Unique Biological Traits Under Investigation
Sharks exhibit several unique biological traits that contribute to their seemingly low rate of neoplasia, making them subjects of intense scientific interest. One area of study is their specialized immune system, which evolved separately from mammals over hundreds of millions of years. Sharks possess a unique lymphomyeloid organ, the epigonal organ, which functions similarly to bone marrow in producing immune cells.
Laboratory experiments show that compounds secreted by immune cells from the epigonal organ can selectively inhibit the growth of human cancer cell lines. Genomic studies of species like the great white and great hammerhead sharks have revealed unique evolutionary adaptations in cancer-linked genes, such as Bag1 and legumain. Modifications in these genes may alter their tendency to inhibit programmed cell death, a process the body uses to eliminate dysfunctional cells.
Sharks are also an example of Peto’s Paradox: large, long-lived animals do not have a proportionally higher cancer incidence despite having far more cells at risk of mutation. The extremely long lifespan of species like the Greenland shark, which can live for centuries, suggests highly effective cancer suppression mechanisms. Recent research suggests that sharks have the lowest known germline mutation rate of any vertebrate, meaning their cells accumulate damaging mutations very slowly. This low mutation rate, combined with enhanced DNA repair, contributes significantly to their resistance to developing tumors over long lives.
Implications for Medical Research and Conservation
Modern cancer research has moved past crude shark cartilage toward isolating and synthesizing specific compounds identified in elasmobranchs. Researchers have isolated potent substances, such as the aminosterol squalamine and the extract AE-941, which demonstrate anti-angiogenic properties in laboratory settings. Squalamine can now be synthetically produced, eliminating the need to harvest sharks for the compound.
This shift is crucial because the continued promotion of raw shark cartilage has had devastating effects on global shark populations. Demand for these products, fueled by the persistent myth, has contributed to mass harvesting and overfishing. Numerous shark species are now listed as vulnerable or endangered, with exploitation for cartilage adding considerable pressure to their survival.

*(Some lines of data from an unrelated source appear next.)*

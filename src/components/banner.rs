use yew::prelude::*;

use crate::components::appointment_counter::AppointmentCounter;
use crate::components::rating::GoogleRating;
use crate::config;

#[function_component(Banner)]
pub fn banner() -> Html {
    html! {
        <div class="banner-wrap">
            <section class="banner">
                <div class="banner-text">
                    <p class="banner-tagline">{"Coquitlam's Premier Beauty Clinic"}</p>
                    <h1>{"Beauty Begins Here"}</h1>
                    <p class="banner-sub">
                        {"Transform your skin with personalized facials, laser treatments, and more."}
                    </p>
                    <a
                        class="banner-cta"
                        href={config::get_booking_url()}
                        target="_blank"
                        rel="noopener noreferrer"
                    >
                        {"Book Your Free Consultation"}
                    </a>
                    <div class="banner-counter">
                        <AppointmentCounter />
                    </div>
                </div>
                <div class="banner-image">
                    <img src="/Group-67.png" alt="Cyra Beauty Clinic Team" />
                </div>
            </section>
            <div class="banner-rating">
                <GoogleRating />
            </div>
            <style>
                {r#"
                    .banner {
                        min-height: 90vh;
                        background: #F5E9E2;
                        display: flex;
                        align-items: center;
                        justify-content: center;
                    }

                    .banner-text {
                        width: 50%;
                        padding: 4rem;
                        color: #1A3C34;
                    }

                    .banner-tagline {
                        text-transform: uppercase;
                        letter-spacing: 0.2em;
                        font-size: 0.85rem;
                        margin-bottom: 1rem;
                        animation: fade-in 0.8s ease-out 0.2s both;
                    }

                    .banner-text h1 {
                        font-family: 'Montserrat', sans-serif;
                        font-size: 4rem;
                        font-weight: 700;
                        line-height: 1.1;
                        margin: 0 0 1.5rem 0;
                        animation: fade-in 0.8s ease-out 0.4s both;
                    }

                    .banner-sub {
                        font-size: 1.2rem;
                        max-width: 28rem;
                        margin-bottom: 1.5rem;
                        animation: fade-in 0.8s ease-out 0.6s both;
                    }

                    .banner-cta {
                        display: inline-block;
                        background: #D4AF37;
                        color: #fff;
                        padding: 0.8rem 1.5rem;
                        border-radius: 9999px;
                        text-decoration: none;
                        font-size: 1.1rem;
                        transition: transform 0.2s;
                        animation: fade-in 0.8s ease-out 0.8s both;
                    }

                    .banner-cta:hover {
                        transform: scale(1.05);
                    }

                    .banner-counter {
                        margin-top: 1.5rem;
                        animation: fade-in 0.8s ease-out 1s both;
                    }

                    .banner-counter .appointment-counter {
                        text-align: left;
                    }

                    .banner-image {
                        width: 50%;
                        height: 100vh;
                    }

                    .banner-image img {
                        width: 100%;
                        height: 100%;
                        object-fit: cover;
                        filter: grayscale(100%);
                    }

                    .banner-rating {
                        background: #F5E9E2;
                        padding: 1rem 0;
                    }

                    @media (max-width: 768px) {
                        .banner {
                            flex-direction: column;
                            min-height: 80vh;
                        }

                        .banner-text {
                            width: 100%;
                            padding: 2rem 1.5rem;
                            text-align: center;
                        }

                        .banner-tagline {
                            display: none;
                        }

                        .banner-text h1 {
                            font-size: 2.25rem;
                        }

                        .banner-counter .appointment-counter {
                            text-align: center;
                        }

                        .banner-image {
                            width: 100%;
                            height: 45vh;
                        }
                    }
                "#}
            </style>
        </div>
    }
}
//! Yew-side ownership of a [`Cycler`] and its browser interval.

use std::rc::Rc;

use gloo_timers::callback::Interval;
use log::warn;
use yew::prelude::*;

use crate::cycler::{Cycler, CyclerConfig, Direction};

pub enum CyclerAction {
    Tick,
    Pause,
    Resume,
    Step(Direction),
    Jump(u32),
    Destroy,
}

impl Reducible for Cycler {
    type Action = CyclerAction;

    fn reduce(self: Rc<Self>, action: CyclerAction) -> Rc<Self> {
        let mut next = (*self).clone();
        match action {
            CyclerAction::Tick => next.tick(),
            CyclerAction::Pause => next.pause(),
            CyclerAction::Resume => next.resume(),
            CyclerAction::Step(direction) => next.step(direction),
            CyclerAction::Jump(target) => {
                // A bad target is the caller's bug, not a reason to move.
                if let Err(err) = next.jump(target) {
                    warn!("ignoring jump: {err}");
                }
            }
            CyclerAction::Destroy => next.destroy(),
        }
        next.into()
    }
}

/// Handle returned by [`use_cycler`].
#[derive(Clone)]
pub struct UseCyclerHandle {
    machine: UseReducerHandle<Cycler>,
}

impl UseCyclerHandle {
    pub fn value(&self) -> u32 {
        self.machine.value()
    }

    pub fn is_running(&self) -> bool {
        self.machine.is_running()
    }

    pub fn pause(&self) {
        self.machine.dispatch(CyclerAction::Pause);
    }

    pub fn resume(&self) {
        self.machine.dispatch(CyclerAction::Resume);
    }

    pub fn step(&self, direction: Direction) {
        self.machine.dispatch(CyclerAction::Step(direction));
    }

    pub fn jump(&self, target: u32) {
        self.machine.dispatch(CyclerAction::Jump(target));
    }
}

/// Drives a [`Cycler`] with a `setInterval` loop.
///
/// The interval lives inside an effect keyed on the running flag, so pausing
/// tears the schedule down before it can fire again and resuming creates
/// exactly one fresh schedule. Unmount runs the same teardown, which is what
/// retires the machine. A callback already queued when the pause landed is
/// discarded by the machine itself.
///
/// Every call site passes a compile-time constant configuration, so a
/// construction failure here is a programming error and panics.
#[hook]
pub fn use_cycler(config: CyclerConfig) -> UseCyclerHandle {
    let machine = use_reducer(|| Cycler::new(config).expect("valid cycler configuration"));

    {
        let machine = machine.clone();
        let deps = (machine.is_running(), machine.tick_interval_ms());
        use_effect_with_deps(
            move |(running, interval_ms): &(bool, u32)| {
                let interval = running.then(|| {
                    let ms = *interval_ms;
                    Interval::new(ms, move || {
                        machine.dispatch(CyclerAction::Tick);
                    })
                });
                move || drop(interval)
            },
            deps,
        );
    }

    UseCyclerHandle { machine }
}

#[cfg(test)]
mod tests {
    use super::*;
    use crate::cycler::CyclerError;

    fn reduce(cycler: Cycler, action: CyclerAction) -> Cycler {
        (*Rc::new(cycler).reduce(action)).clone()
    }

    #[test]
    fn actions_map_onto_the_machine() {
        let carousel = Cycler::new(CyclerConfig::looping(6, 5000)).unwrap();

        let ticked = reduce(carousel.clone(), CyclerAction::Tick);
        assert_eq!(ticked.value(), 1);

        let paused = reduce(carousel.clone(), CyclerAction::Pause);
        assert!(!paused.is_running());

        let stepped = reduce(paused.clone(), CyclerAction::Step(Direction::Backward));
        assert_eq!(stepped.value(), 5);
        assert!(!stepped.is_running());

        let resumed = reduce(paused, CyclerAction::Resume);
        assert!(resumed.is_running());

        let destroyed = reduce(carousel, CyclerAction::Destroy);
        assert!(destroyed.is_destroyed());
        let after = reduce(destroyed, CyclerAction::Tick);
        assert_eq!(after.value(), 0);
    }

    #[test]
    fn rejected_jump_leaves_the_state_untouched() {
        let carousel = Cycler::new(CyclerConfig::looping(6, 5000)).unwrap();
        let jumped = reduce(carousel, CyclerAction::Jump(9));
        assert_eq!(jumped.value(), 0);
        assert!(jumped.is_running());

        // The underlying operation still reports the error to direct callers.
        let mut direct = Cycler::new(CyclerConfig::looping(6, 5000)).unwrap();
        assert!(matches!(
            direct.jump(9),
            Err(CyclerError::OutOfRange { target: 9, .. })
        ));
    }
}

The conservation of these animals is paramount, both for ecological balance and for the biomedical insights they offer. Protecting sharks allows scientists to investigate their unique biological systems, potentially leading to novel human therapeutics based on synthesized versions of their protective compounds. The true value of the shark lies not in consuming its parts, but in studying its complex evolutionary biology.